How to complete this task
Your task is to copy each line of the listing that contains the word "tracing".

══ Input material

//! Stateful G-code writer for FDM printers
//!
//! [`GcodeWriter`] tracks the last emitted position, feed rate and absolute
//! extruder position. Motion requests only emit the words whose value
//! changed. Extrusion is computed from the bead cross-section
//! (see [`bead_cross_section`]) and accumulated in absolute extruder mode.
//! Retraction and de-retraction always emit their extruder word.

use pacal_core::units::{format_fan_pwm, format_feed, format_length, mm_per_sec_to_mm_per_min};
use pacal_core::{FilamentProfile, Position, PrinterProfile};
use std::f64::consts::PI;
use std::fmt;
use std::io::{self, Write};

/// Cross-section area of a deposited bead (mm²)
///
/// Models the bead as a rectangle with semicircular ends:
/// `(width - height) * height + π * (height / 2)²`.
pub fn bead_cross_section(extrusion_width: f64, layer_height: f64) -> f64 {
    (extrusion_width - layer_height) * layer_height + (layer_height / 2.0).powi(2) * PI
}

/// Last emitted machine state
#[derive(Debug, Clone, Copy, PartialEq, Default)]
pub struct MachineState {
    /// Tool position (mm)
    pub position: Position,
    /// Absolute extruder position (mm of filament)
    pub extruder: f64,
    /// Feed rate (mm/min)
    pub feed: f64,
}

/// Filament consumed by a print
#[derive(Debug, Clone, Copy, PartialEq)]
pub struct FilamentUsage {
    /// Filament length (mm)
    pub length_mm: f64,
    /// Filament volume (cm³)
    pub volume_cm3: f64,
    /// Filament mass (g)
    pub mass_g: f64,
}

impl fmt::Display for FilamentUsage {
    fn fmt(&self, f: &mut fmt::Formatter<'_>) -> fmt::Result {
        write!(
            f,
            "filament used = {:.1} mm ({:.1} cm3, {:.1} g)",
            self.length_mm, self.volume_cm3, self.mass_g
        )
    }
}

/// Words of a single `G1` line, rendered in X Y Z E F order
#[derive(Debug, Default)]
struct LinearMove {
    x: Option<f64>,
    y: Option<f64>,
    z: Option<f64>,
    e: Option<f64>,
    f: Option<f64>,
}

impl LinearMove {
    fn is_empty(&self) -> bool {
        self.x.is_none()
            && self.y.is_none()
            && self.z.is_none()
            && self.e.is_none()
            && self.f.is_none()
    }

    fn to_gcode(&self) -> String {
        let mut cmd = String::from("G1");
        for (word, value) in [('X', self.x), ('Y', self.y), ('Z', self.z), ('E', self.e)] {
            if let Some(v) = value {
                cmd.push(' ');
                cmd.push(word);
                cmd.push_str(&format_length(v));
            }
        }
        if let Some(v) = self.f {
            cmd.push_str(" F");
            cmd.push_str(&format_feed(v));
        }
        cmd
    }
}

/// Stateful G-code emitter owning its output sink
///
/// The sink is released when the writer is consumed by [`GcodeWriter::finish`]
/// or dropped.
pub struct GcodeWriter<W: Write> {
    sink: W,
    state: MachineState,
    lines_written: usize,
    extrusion_width: f64,
    filament_area: f64,
    extrusion_multiplier: f64,
    filament_density: f64,
    retract_distance: f64,
    retract_feed: f64,
    retract_extra_restart: f64,
    retract_lift: f64,
    retract_lift_speed: f64,
}

impl<W: Write> GcodeWriter<W> {
    /// Create a writer for one printer/filament combination
    pub fn new(sink: W, printer: &PrinterProfile, filament: &FilamentProfile) -> Self {
        Self {
            sink,
            state: MachineState::default(),
            lines_written: 0,
            extrusion_width: printer.extrusion_width(),
            filament_area: filament.cross_section_area(),
            extrusion_multiplier: filament.extrusion_multiplier(),
            filament_density: filament.density(),
            retract_distance: printer.retract_distance,
            retract_feed: mm_per_sec_to_mm_per_min(printer.retract_speed),
            retract_extra_restart: printer.retract_extra_restart,
            retract_lift: printer.retract_lift,
            retract_lift_speed: printer.travel_speed,
        }
    }

    /// Last emitted machine state
    pub fn state(&self) -> &MachineState {
        &self.state
    }

    /// Effective bead width (mm)
    pub fn extrusion_width(&self) -> f64 {
        self.extrusion_width
    }

    /// Number of lines written so far
    pub fn lines_written(&self) -> usize {
        self.lines_written
    }

    fn emit(&mut self, line: &str) -> io::Result<()> {
        tracing::trace!(line, "gcode");
        self.sink.write_all(line.as_bytes())?;
        self.sink.write_all(b"\n")?;
        self.lines_written += 1;
        Ok(())
    }

    /// Record the changed axes and feed into `cmd`
    fn diff_into(&mut self, cmd: &mut LinearMove, x: f64, y: f64, z: f64, speed: f64) {
        let pos = &mut self.state.position;
        if x != pos.x {
            cmd.x = Some(x);
            pos.x = x;
        }
        if y != pos.y {
            cmd.y = Some(y);
            pos.y = y;
        }
        if z != pos.z {
            cmd.z = Some(z);
            pos.z = z;
        }

        let feed = mm_per_sec_to_mm_per_min(speed);
        if feed != self.state.feed {
            cmd.f = Some(feed);
            self.state.feed = feed;
        }
    }

    /// Move without extrusion, emitting only the words that changed
    ///
    /// # Arguments
    /// * `speed` - Movement speed (mm/s)
    pub fn move_to(&mut self, x: f64, y: f64, z: f64, speed: f64) -> io::Result<()> {
        let mut cmd = LinearMove::default();
        self.diff_into(&mut cmd, x, y, z, speed);
        if cmd.is_empty() {
            return Ok(());
        }
        self.emit(&cmd.to_gcode())
    }

    /// Move relative to the current position without extrusion
    pub fn relative_move(&mut self, dx: f64, dy: f64, dz: f64, speed: f64) -> io::Result<()> {
        let pos = self.state.position;
        self.move_to(pos.x + dx, pos.y + dy, pos.z + dz, speed)
    }

    /// Extruding move
    ///
    /// The filament fed is the travelled distance times the bead cross-section
    /// for `layer_height`, scaled by the extrusion multiplier and divided by
    /// the filament cross-section. A line is always emitted; the `E` word is
    /// present whenever the volume is positive.
    pub fn extrude(
        &mut self,
        x: f64,
        y: f64,
        z: f64,
        speed: f64,
        layer_height: f64,
    ) -> io::Result<()> {
        let area = bead_cross_section(self.extrusion_width, layer_height);
        let length = self.state.position.distance_to(&Position::new(x, y, z));
        let volume = length * area * self.extrusion_multiplier;

        let mut cmd = LinearMove::default();
        self.diff_into(&mut cmd, x, y, z, speed);

        if volume > 0.0 {
            self.state.extruder += volume / self.filament_area;
            cmd.e = Some(self.state.extruder);
        }

        self.emit(&cmd.to_gcode())
    }

    /// Extruder-only move at the retraction feed; always emitted and leaves
    /// the tracked feed rate untouched
    fn emit_extruder_move(&mut self) -> io::Result<()> {
        let cmd = LinearMove {
            e: Some(self.state.extruder),
            f: Some(self.retract_feed),
            ..Default::default()
        };
        self.emit(&cmd.to_gcode())
    }

    /// Retract the filament, then lift Z
    pub fn retract(&mut self) -> io::Result<()> {
        self.state.extruder -= self.retract_distance;
        self.emit_extruder_move()?;
        let pos = self.state.position;
        self.move_to(pos.x, pos.y, pos.z + self.retract_lift, self.retract_lift_speed)
    }

    /// Lower Z, then restore the filament plus the extra restart distance
    pub fn deretract(&mut self) -> io::Result<()> {
        let pos = self.state.position;
        self.move_to(pos.x, pos.y, pos.z - self.retract_lift, self.retract_lift_speed)?;
        self.state.extruder += self.retract_distance + self.retract_extra_restart;
        self.emit_extruder_move()
    }

    /// Set bed temperature (°C)
    pub fn set_bed_temp(&mut self, temp: u32) -> io::Result<()> {
        self.emit(&format!("M140 S{}", temp))
    }

    /// Set bed temperature and wait for it to be reached
    pub fn set_bed_temp_wait(&mut self, temp: u32) -> io::Result<()> {
        self.emit(&format!("M190 S{}", temp))
    }

    /// Set hotend temperature (°C)
    pub fn set_hotend_temp(&mut self, temp: u32) -> io::Result<()> {
        self.emit(&format!("M104 S{}", temp))
    }

    /// Set hotend temperature and wait for it to be reached
    pub fn set_hotend_temp_wait(&mut self, temp: u32) -> io::Result<()> {
        self.emit(&format!("M109 S{}", temp))
    }

    /// Set part cooling fan speed (%), clamped to 0..=100
    pub fn set_fan_speed(&mut self, percent: f64) -> io::Result<()> {
        self.emit(&format!("M106 S{}", format_fan_pwm(percent)))
    }

    /// Set pressure advance for extruder 0 (s)
    pub fn set_pressure_advance(&mut self, pressure_advance: f64) -> io::Result<()> {
        self.emit(&format!("M572 D0 S{}", format_length(pressure_advance)))
    }

    /// Millimeters, absolute extrusion, zero extruder, absolute positioning
    pub fn init(&mut self) -> io::Result<()> {
        self.emit("G21")?;
        self.emit("M82")?;
        self.emit("G92 E0")?;
        self.emit("G90")
    }

    /// Home the selected axes; all three selected emits a bare `G28`
    pub fn home(&mut self, x: bool, y: bool, z: bool) -> io::Result<()> {
        let mut cmd = String::from("G28");
        if !(x && y && z) {
            for (axis, selected) in [(" X", x), (" Y", y), (" Z", z)] {
                if selected {
                    cmd.push_str(axis);
                }
            }
        }
        self.emit(&cmd)
    }

    pub fn absolute_positioning(&mut self) -> io::Result<()> {
        self.emit("G90")
    }

    pub fn relative_positioning(&mut self) -> io::Result<()> {
        self.emit("G91")
    }

    /// Disable motor drivers
    pub fn disable_motors(&mut self) -> io::Result<()> {
        self.emit("M18")
    }

    /// Emit `; <text>`
    pub fn comment(&mut self, text: &str) -> io::Result<()> {
        self.emit(&format!("; {}", text))
    }

    /// Filament consumed up to the current extruder position
    pub fn filament_usage(&self) -> FilamentUsage {
        let length_mm = self.state.extruder;
        let volume_cm3 = length_mm * self.filament_area / 1000.0;
        FilamentUsage {
            length_mm,
            volume_cm3,
            mass_g: self.filament_density * length_mm * self.filament_area / 1000.0,
        }
    }

    /// Flush and hand back the sink
    pub fn finish(mut self) -> io::Result<W> {
        self.sink.flush()?;
        tracing::debug!(lines = self.lines_written, "G-code writer finished");
        Ok(self.sink)
    }
}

════

Answer to the exercise
        tracing::trace!(line, "gcode");
        tracing::debug!(lines = self.lines_written, "G-code writer finished");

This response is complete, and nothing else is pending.